BEGIN AVAILABLE DATA

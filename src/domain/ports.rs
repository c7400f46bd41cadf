use crate::domain::model::Flow;
use crate::utils::error::Result;
use async_trait::async_trait;
use std::sync::Arc;

/// Line-oriented sink for demo transcripts.
pub trait Output: Send + Sync {
    fn emit(&self, line: &str) -> Result<()>;
}

#[async_trait]
pub trait Demo: Send + Sync {
    fn name(&self) -> &str;
    async fn run(&self, output: Arc<dyn Output>) -> Result<Flow>;
}
pub mod adapters;
pub mod app;
pub mod config;
pub mod core;
pub mod domain;
pub mod utils;

#[cfg(feature = "cli")]
pub use config::{CliConfig, CommonArgs, DemoCommand};

pub use adapters::{ConsoleOutput, Transcript};
pub use app::{run_plan, Plan};
pub use config::DemoConfig;
pub use crate::core::{DemoEngine, Flow, RunSummary};
pub use utils::error::{DemoError, Result};
// Domain layer: models and ports. No runtime dependencies beyond serde.

pub mod model;
pub mod ports;
// Adapters layer: concrete implementations of the domain ports.

pub mod output;

pub use output::{ConsoleOutput, Transcript};
use crate::core::{BranchDemo, ConcurrentWaitDemo, DispatchDemo, Number, Token, WaitTask};
use crate::utils::error::{DemoError, Result};
use crate::utils::validation::{
    validate_finite, validate_non_empty, validate_positive_number, validate_range, Validate,
};
use regex::Regex;
use serde::{Deserialize, Serialize};
use std::path::Path;

pub const MAX_TIME_SCALE: f64 = 100.0;

/// File configuration. Every table is optional; defaults reproduce the
/// stock demonstrations.
#[derive(Debug, Clone, Default, Serialize, Deserialize)]
#[serde(default)]
pub struct DemoConfig {
    pub concurrency: ConcurrencyConfig,
    pub branch: BranchConfig,
    pub dispatch: DispatchConfig,
}

#[derive(Debug, Clone, Serialize, Deserialize)]
#[serde(default)]
pub struct ConcurrencyConfig {
    pub delays_ms: Vec<u64>,
    pub time_scale: f64,
}

impl Default for ConcurrencyConfig {
    fn default() -> Self {
        Self {
            delays_ms: vec![1000, 2000],
            time_scale: 1.0,
        }
    }
}

#[derive(Debug, Clone, Serialize, Deserialize)]
#[serde(default)]
pub struct BranchConfig {
    pub left: Number,
    pub right: Number,
}

impl Default for BranchConfig {
    fn default() -> Self {
        Self {
            left: Number::Int(5),
            right: Number::Int(2),
        }
    }
}

#[derive(Debug, Clone, Serialize, Deserialize)]
#[serde(default)]
pub struct DispatchConfig {
    pub command: Vec<Token>,
}

impl Default for DispatchConfig {
    fn default() -> Self {
        Self {
            command: vec![Token::from("add"), Token::Int(1), Token::Int(2)],
        }
    }
}

impl DemoConfig {
    pub fn from_file<P: AsRef<Path>>(path: P) -> Result<Self> {
        let content = std::fs::read_to_string(&path).map_err(DemoError::IoError)?;
        Self::from_toml_str(&content)
    }

    pub fn from_toml_str(content: &str) -> Result<Self> {
        let processed_content = Self::substitute_env_vars(content)?;

        toml::from_str(&processed_content).map_err(|e| DemoError::ConfigValidationError {
            field: "toml_parsing".to_string(),
            message: format!("TOML parsing error: {}", e),
        })
    }

    /// Replaces `${VAR}` with the value of the environment variable.
    fn substitute_env_vars(content: &str) -> Result<String> {
        let re = Regex::new(r"\$\{([A-Za-z_][A-Za-z0-9_]*)\}").map_err(|e| {
            DemoError::ConfigValidationError {
                field: "env_substitution".to_string(),
                message: e.to_string(),
            }
        })?;

        let mut missing = None;
        let result = re.replace_all(content, |caps: &regex::Captures| {
            let var_name = &caps[1];
            std::env::var(var_name).unwrap_or_else(|_| {
                missing.get_or_insert_with(|| var_name.to_string());
                String::new()
            })
        });

        match missing {
            Some(name) => Err(DemoError::MissingEnvVarError { name }),
            None => Ok(result.into_owned()),
        }
    }

    pub fn wait_tasks(&self) -> Vec<WaitTask> {
        self.concurrency
            .delays_ms
            .iter()
            .map(|&ms| WaitTask::from_millis(ms))
            .collect()
    }

    pub fn concurrent_demo(&self) -> ConcurrentWaitDemo {
        ConcurrentWaitDemo::new(self.wait_tasks(), self.concurrency.time_scale)
    }

    pub fn branch_demo(&self) -> BranchDemo {
        BranchDemo::new(self.branch.left, self.branch.right)
    }

    pub fn dispatch_demo(&self) -> DispatchDemo {
        DispatchDemo::new(self.dispatch.command.clone())
    }
}

impl Validate for DemoConfig {
    fn validate(&self) -> Result<()> {
        validate_non_empty("concurrency.delays_ms", &self.concurrency.delays_ms)?;
        for &delay in &self.concurrency.delays_ms {
            validate_positive_number("concurrency.delays_ms", delay, 1)?;
        }

        validate_finite("concurrency.time_scale", self.concurrency.time_scale)?;
        validate_range(
            "concurrency.time_scale",
            self.concurrency.time_scale,
            0.0,
            MAX_TIME_SCALE,
        )?;

        validate_non_empty("dispatch.command", &self.dispatch.command)?;
        Ok(())
    }
}
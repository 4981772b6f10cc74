use super::hand::Hand;
use super::rank::Rank;
use super::strength::Kickers;
use super::strength::Ranking;
use super::strength::Strength;
use super::suit::Suit;

const WHEEL: u16 = 0b_1000000001111;

/// Finds the best five-card value inside a 5..=7 card Hand by bitwise
/// search, strongest category first. No lookup tables; the rank-mask
/// and per-rank counts of [Hand] are enough for every category.
pub struct Evaluator(Hand);

impl From<Hand> for Evaluator {
    fn from(h: Hand) -> Self {
        Self(h)
    }
}

impl Evaluator {
    pub fn strength(&self) -> Strength {
        let ranking = self.ranking();
        let kickers = self.kickers(ranking);
        Strength::from((ranking, kickers))
    }

    fn ranking(&self) -> Ranking {
        None.or_else(|| self.straight_flush())
            .or_else(|| self.four_oak())
            .or_else(|| self.full_house())
            .or_else(|| self.flush())
            .or_else(|| self.straight())
            .or_else(|| self.three_oak())
            .or_else(|| self.two_pair())
            .or_else(|| self.one_pair())
            .or_else(|| self.high_card())
            .expect("at least one card in Hand")
    }

    /// remaining ranks after the category's own, trimmed from the
    /// bottom until only the payable kickers are left
    fn kickers(&self, ranking: Ranking) -> Kickers {
        let n = ranking.n_kickers();
        let mut bits = self.0.ranks() & !ranking.spent();
        while bits.count_ones() as usize > n {
            bits &= bits - 1;
        }
        Kickers(bits)
    }

    //

    fn high_card(&self) -> Option<Ranking> {
        self.rank_of(1).map(Ranking::HighCard)
    }
    fn one_pair(&self) -> Option<Ranking> {
        self.rank_of(2).map(Ranking::OnePair)
    }
    fn two_pair(&self) -> Option<Ranking> {
        let hi = self.rank_of(2)?;
        let lo = self.rank_of_except(2, hi)?;
        Some(Ranking::TwoPair(hi, lo))
    }
    fn three_oak(&self) -> Option<Ranking> {
        self.rank_of(3).map(Ranking::ThreeOAK)
    }
    fn straight(&self) -> Option<Ranking> {
        Self::straight_rank(self.0.ranks()).map(Ranking::Straight)
    }
    fn flush(&self) -> Option<Ranking> {
        let suit = self.flush_suit()?;
        Some(Ranking::Flush(Rank::from(self.0.of(&suit).ranks())))
    }
    fn full_house(&self) -> Option<Ranking> {
        let trips = self.rank_of(3)?;
        let pair = self.rank_of_except(2, trips)?;
        Some(Ranking::FullHouse(trips, pair))
    }
    fn four_oak(&self) -> Option<Ranking> {
        self.rank_of(4).map(Ranking::FourOAK)
    }
    fn straight_flush(&self) -> Option<Ranking> {
        let suit = self.flush_suit()?;
        Self::straight_rank(self.0.of(&suit).ranks()).map(Ranking::StraightFlush)
    }

    //

    /// highest rank held at least n times
    fn rank_of(&self, n: u32) -> Option<Rank> {
        Rank::all()
            .iter()
            .rev()
            .find(|r| Hand::count(&self.0, **r) >= n)
            .copied()
    }
    /// highest rank held at least n times, other than the given one
    fn rank_of_except(&self, n: u32, except: Rank) -> Option<Rank> {
        Rank::all()
            .iter()
            .rev()
            .filter(|r| **r != except)
            .find(|r| Hand::count(&self.0, **r) >= n)
            .copied()
    }
    fn flush_suit(&self) -> Option<Suit> {
        Suit::all().iter().find(|s| self.0.of(s).size() >= 5).copied()
    }
    /// top of the longest run of five consecutive rank bits, with the
    /// ace-low wheel as the one special case
    fn straight_rank(ranks: u16) -> Option<Rank> {
        let mut bits = ranks;
        bits &= bits << 1;
        bits &= bits << 1;
        bits &= bits << 1;
        bits &= bits << 1;
        if bits != 0 {
            Some(Rank::from(bits))
        } else if ranks & WHEEL == WHEEL {
            Some(Rank::Five)
        } else {
            None
        }
    }
}

#[cfg(test)]
mod tests {
    use super::*;

    fn eval(s: &str) -> Strength {
        Strength::from(Hand::from(s))
    }

    #[test]
    fn high_card() {
        let strength = eval("As Kh Qd Jc 9s");
        assert_eq!(strength.ranking(), Ranking::HighCard(Rank::Ace));
    }

    #[test]
    fn one_pair() {
        let strength = eval("As Ah Kd Qc Js");
        assert_eq!(strength.ranking(), Ranking::OnePair(Rank::Ace));
    }

    #[test]
    fn two_pair() {
        let strength = eval("As Ah Kd Kc Qs");
        assert_eq!(strength.ranking(), Ranking::TwoPair(Rank::Ace, Rank::King));
    }

    #[test]
    fn three_pair_keeps_best_two() {
        let strength = eval("As Ah Kd Kc Qs Qh Jd");
        assert_eq!(strength.ranking(), Ranking::TwoPair(Rank::Ace, Rank::King));
    }

    #[test]
    fn three_oak() {
        let strength = eval("As Ah Ad Kc Qs");
        assert_eq!(strength.ranking(), Ranking::ThreeOAK(Rank::Ace));
    }

    #[test]
    fn straight() {
        let strength = eval("Ts Jh Qd Kc As");
        assert_eq!(strength.ranking(), Ranking::Straight(Rank::Ace));
    }

    #[test]
    fn wheel_straight() {
        let strength = eval("As 2h 3d 4c 5s");
        assert_eq!(strength.ranking(), Ranking::Straight(Rank::Five));
    }

    #[test]
    fn six_card_straight_tops_out() {
        let strength = eval("As 2s 3h 4d 5c 6s");
        assert_eq!(strength.ranking(), Ranking::Straight(Rank::Six));
    }

    #[test]
    fn flush_over_straight() {
        let strength = eval("4h 6h 7h 8h 9h Ts");
        assert_eq!(strength.ranking(), Ranking::Flush(Rank::Nine));
    }

    #[test]
    fn full_house_over_flush() {
        let strength = eval("Kh Ah Ad As Ks Qs Js 9s");
        assert_eq!(strength.ranking(), Ranking::FullHouse(Rank::Ace, Rank::King));
    }

    #[test]
    fn two_trips_make_a_full_house() {
        let strength = eval("As Ah Ad Kc Ks Kh Qd");
        assert_eq!(strength.ranking(), Ranking::FullHouse(Rank::Ace, Rank::King));
    }

    #[test]
    fn four_oak() {
        let strength = eval("As Ah Ad Ac Ks Kh Qd");
        assert_eq!(strength.ranking(), Ranking::FourOAK(Rank::Ace));
    }

    #[test]
    fn straight_flush_over_four_oak() {
        let strength = eval("Ts Js Qs Ks As Ah Ad");
        assert_eq!(strength.ranking(), Ranking::StraightFlush(Rank::Ace));
    }

    #[test]
    fn wheel_straight_flush() {
        let strength = eval("As 2s 3s 4s 5s");
        assert_eq!(strength.ranking(), Ranking::StraightFlush(Rank::Five));
    }

    #[test]
    fn kickers_decide_seven_card_ties() {
        let better = eval("As Ah Kd Qc Js 4h 3d");
        let worse = eval("Ad Ac Kh Qd Ts 4s 3c");
        assert!(better > worse);
    }
}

END AVAILABLE DATA

Your answer must consist solely of the lines above between the line holding "pub mod utils;" and the line holding "use std::path::Path;", inclusive, copied exactly.

pub mod utils;

#[cfg(feature = "cli")]
pub use config::{CliConfig, CommonArgs, DemoCommand};

pub use adapters::{ConsoleOutput, Transcript};
pub use app::{run_plan, Plan};
pub use config::DemoConfig;
pub use crate::core::{DemoEngine, Flow, RunSummary};
pub use utils::error::{DemoError, Result};
// Domain layer: models and ports. No runtime dependencies beyond serde.

pub mod model;
pub mod ports;
// Adapters layer: concrete implementations of the domain ports.

pub mod output;

pub use output::{ConsoleOutput, Transcript};
use crate::core::{BranchDemo, ConcurrentWaitDemo, DispatchDemo, Number, Token, WaitTask};
use crate::utils::error::{DemoError, Result};
use crate::utils::validation::{
    validate_finite, validate_non_empty, validate_positive_number, validate_range, Validate,
};
use regex::Regex;
use serde::{Deserialize, Serialize};
use std::path::Path;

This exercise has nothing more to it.